Task requirements: Each line from the one that contains "ratio_y * (natural_height" to the end of the material must be set down exactly, and no line before it.

Records for this exercise:
use axum::http::StatusCode;
use axum::response::{IntoResponse, Response};
use serde_json::json;
use vidgen_core::error::CoreError;

/// Application-level error type for HTTP handlers.
///
/// Wraps [`CoreError`] for domain errors and adds HTTP-specific variants.
/// Implements [`IntoResponse`] to produce consistent JSON error responses.
#[derive(Debug, thiserror::Error)]
pub enum AppError {
    /// A domain-level error from `vidgen_core`.
    #[error(transparent)]
    Core(#[from] CoreError),

    /// A bad request with a human-readable message.
    #[error("Bad request: {0}")]
    BadRequest(String),

    /// An internal error with a human-readable message.
    #[error("Internal error: {0}")]
    InternalError(String),
}

/// Convenience type alias for handler return values.
pub type AppResult<T> = Result<T, AppError>;

impl IntoResponse for AppError {
    fn into_response(self) -> Response {
        let (status, code, message) = match &self {
            // --- CoreError variants ---
            AppError::Core(core) => match core {
                CoreError::NotFound { entity, id } => (
                    StatusCode::NOT_FOUND,
                    "NOT_FOUND",
                    format!("{entity} with id {id} not found"),
                ),
                CoreError::Validation(msg) => {
                    (StatusCode::BAD_REQUEST, "VALIDATION_ERROR", msg.clone())
                }
                CoreError::Internal(msg) => {
                    tracing::error!(error = %msg, "Internal core error");
                    (
                        StatusCode::INTERNAL_SERVER_ERROR,
                        "INTERNAL_ERROR",
                        "An internal error occurred".to_string(),
                    )
                }
            },

            // --- HTTP-specific errors ---
            AppError::BadRequest(msg) => (StatusCode::BAD_REQUEST, "BAD_REQUEST", msg.clone()),
            AppError::InternalError(msg) => {
                tracing::error!(error = %msg, "Internal error");
                (
                    StatusCode::INTERNAL_SERVER_ERROR,
                    "INTERNAL_ERROR",
                    "An internal error occurred".to_string(),
                )
            }
        };

        let body = json!({
            "error": message,
            "code": code,
        });

        (status, axum::Json(body)).into_response()
    }
}
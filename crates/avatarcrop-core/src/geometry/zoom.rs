//! Zoom interpretation: center-anchored rescaling.
//!
//! Rescaling about the image origin makes the image lurch away from the
//! point the user is looking at. The interpreter instead keeps the image
//! point under the crop-window center fixed across the scale change:
//!
//! ```text
//! visible_center = crop_center - offset            (scaled image space)
//! ratio          = visible_center / (natural * old_effective)
//! new_offset     = crop_center - ratio * (natural * new_effective)
//! ```
//!
//! The ratio (the fraction of the image spanned on each axis) is the
//! invariant: it is identical before and after the call.

use super::{ImageTransform, Vec2, Zoom};

/// Rescale the image about the crop-window center.
///
/// `fit_scale` is the cached initial-fit scale used to resolve `Zoom::Fit`
/// on both sides of the change. The returned transform carries `new_zoom`
/// as stored (possibly `Fit`) and the offset that keeps the crop-center
/// point stationary.
pub fn rescale_about_crop_center(
    transform: ImageTransform,
    natural_width: f64,
    natural_height: f64,
    fit_scale: f64,
    new_zoom: Zoom,
    crop_center: Vec2,
) -> ImageTransform {
    let old_effective = transform.zoom.effective(fit_scale);
    let new_effective = new_zoom.effective(fit_scale);

    // Point currently under the crop-window center, in scaled image space.
    let visible_center = crop_center - transform.offset;

    // Fraction of the scaled image spanned on each axis.
    let ratio_x = visible_center.x / (natural_width * old_effective);
    let ratio_y = visible_center.y / (natural_height * old_effective);

    // The same fraction at the new scale locates the new center displacement.
    let new_center = Vec2::new(
        ratio_x * (natural_width * new_effective),
        ratio_y * (natural_height * new_effective),
    );

    ImageTransform {
        offset: crop_center - new_center,
        zoom: new_zoom,
    }
}


// ============================================================================
// Property-Based Tests
// ============================================================================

Solved exercise:
        ratio_y * (natural_height * new_effective),
    );

    ImageTransform {
        offset: crop_center - new_center,
        zoom: new_zoom,
    }
}


// ============================================================================
// Property-Based Tests
// ============================================================================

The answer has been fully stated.